L’evento internazionale
L’11 ottobre 2008 si tiene il World Hospice and Palliative Care Day: un evento che coinvolge migliaia di persone in tutto il mondo, con lo scopo di sensibilizzare l’opinione pubblica e raccogliere fondi per gli hospice e i servizi di cure palliative a livello locale, nazionale ed internazionale.
Gli hospice e le cure palliative migliorano la qualità della vita dei pazienti che soffrono di malattie progressive ed invalidanti come il cancro e l’AIDS, e quella delle loro famiglie, prevenendo ed alleviando la sofferenza, curando il dolore ed i sintomi, ed offrendo supporto emotivo, pratico e spirituale.
Quest’anno, il tema della Giornata è “Hospice e cure palliative: un diritto dell’uomo”, evidenziando così che, senza accesso alle cure di cui hanno bisogno, le persone possono arrivare a soffrire livelli di dolore terribili e inaccettabili, che rappresentano una violazione dei loro diritti umani fondamentali.
In tutto il mondo per l’11 ottobre sono stati pianificati numerosi eventi ed iniziative: conferenze, mostre, celebrazioni, marce di sensibilizzazione, inclusa anche la pubblicazione di un libro sulle cure palliative come diritto dell’uomo.
Incrementare la comprensione e la consapevolezza delle esigenze mediche, sociali, pratiche, spirituali, delle persone che con malattie invalidanti, e delle difficoltà che incontrano i familiari che li assistono, appare una necessità urgente.
I numeri sono preoccupanti: ci sono attualmente 6 milioni di morti per cancro e più di 10 milioni di nuovi casi di cancro all’anno, con una previsione di 15 milioni per il 2020.
La metà dei Paesi del mondo, tuttavia, non mette a disposizione della propria popolazione nessun tipo di servizi di cure palliative e ben un terzo deve ancora iniziare a pianificare la loro implementazione. Anche nei Paesi in cui hospice e cure palliative sono disponibili, solo il 15% di questi è effettivamente riuscito ad integrarli efficacemente con il servizio sanitario nazionale.
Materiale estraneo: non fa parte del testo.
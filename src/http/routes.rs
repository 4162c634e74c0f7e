use axum::{
    Router,
    routing::{get, post},
};

use crate::{
    http::handlers::{
        expand_handler, get_feedback_form_handler, get_review_form_handler, get_reviews_handler,
        health_handler, home_handler, submit_club_suggestion_handler, submit_feedback_handler,
        submit_review_handler, terms_handler, thank_you_club_handler, thank_you_feedback_handler,
        thank_you_review_handler, vote_handler,
    },
    state::AppState,
};

pub fn create_http_routes(state: AppState) -> Router {
    Router::new()
        .route("/", get(home_handler))
        .route("/terms", get(terms_handler))
        .route("/health", get(health_handler))
        .route(
            "/review_form",
            get(get_review_form_handler).post(submit_review_handler),
        )
        .route("/feedback_form", get(get_feedback_form_handler))
        .route("/feedback_form/club", post(submit_club_suggestion_handler))
        .route("/feedback_form/feedback", post(submit_feedback_handler))
        .route("/reviews", get(get_reviews_handler))
        .route("/reviews/session/{record_id}/vote", post(vote_handler))
        .route("/reviews/session/{record_id}/expand", post(expand_handler))
        .route("/thankyou_review", get(thank_you_review_handler))
        .route("/thankyou_clubsug", get(thank_you_club_handler))
        .route("/thankyou_feedback", get(thank_you_feedback_handler))
        .with_state(state)
}
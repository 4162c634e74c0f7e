use axum::{
    Form,
    extract::State,
    response::{Html, IntoResponse, Redirect, Response},
};
use uuid::Uuid;

use crate::{
    forms::{ReviewForm, SubmissionFlow},
    http::handlers::failure_message,
    pages::review_form,
    state::AppState,
};

pub async fn get_review_form_handler() -> Html<String> {
    Html(review_form::render(&ReviewForm::default(), None, Uuid::new_v4()))
}

pub async fn submit_review_handler(
    State(state): State<AppState>,
    Form(form): Form<ReviewForm>,
) -> Response {
    let token = form.token();
    let mut flow = SubmissionFlow::new();

    match flow
        .submit(state.store.as_ref(), &state.submission_tokens, token, &form)
        .await
    {
        Ok(confirmation) => {
            tracing::info!("Review submitted for coach {}", form.coach_name.trim());
            Redirect::to(confirmation).into_response()
        }
        Err(err) => {
            let message = failure_message("your review", &err);
            let page = review_form::render(&form, Some(&message), token.unwrap_or_else(Uuid::new_v4));
            (err.status(), Html(page)).into_response()
        }
    }
}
Si stima che nel mondo siano 100 milioni le persone che ogni anno potrebbero trarre benefici dalle cure palliative, almeno di livello base. Questo numero si ottiene sommando i 33 milioni di malati terminali (il 60% del numero totale di persone che muoiono nel mondo ogni anno) e i 66 milioni di persone che se ne prendono cura (familiari, amici, compagni – la stima è calcolata per difetto, considerando due persone a supporto di ogni morente).
Nella realtà, il numero di persone che hanno accesso alle cure palliative è molto più basso. Anche se l’Africa Sub-sahariana ha due volte il tasso di mortalità annuo del Nord America, a livello mondiale usufruisce solo dell’1,5% delle risorse per le cure palliative, rispetto al 55% del Nord America.
La Giornata Mondiale degli Hospice e delle Cure Palliative è co-promossa dall’Organizzazione Mondiale della Sanità ed è stata sviluppata dalla Worldwide Palliative Care Alliance (un network di organizzazioni nazionali di Hospice e Cure Palliative) e altri partner internazionali.
La prima Giornata Mondiale degli Hospice e delle Cure Palliative si è svolta nell’ottobre 2005, con più di 1.100 eventi in 74 diversi Paesi.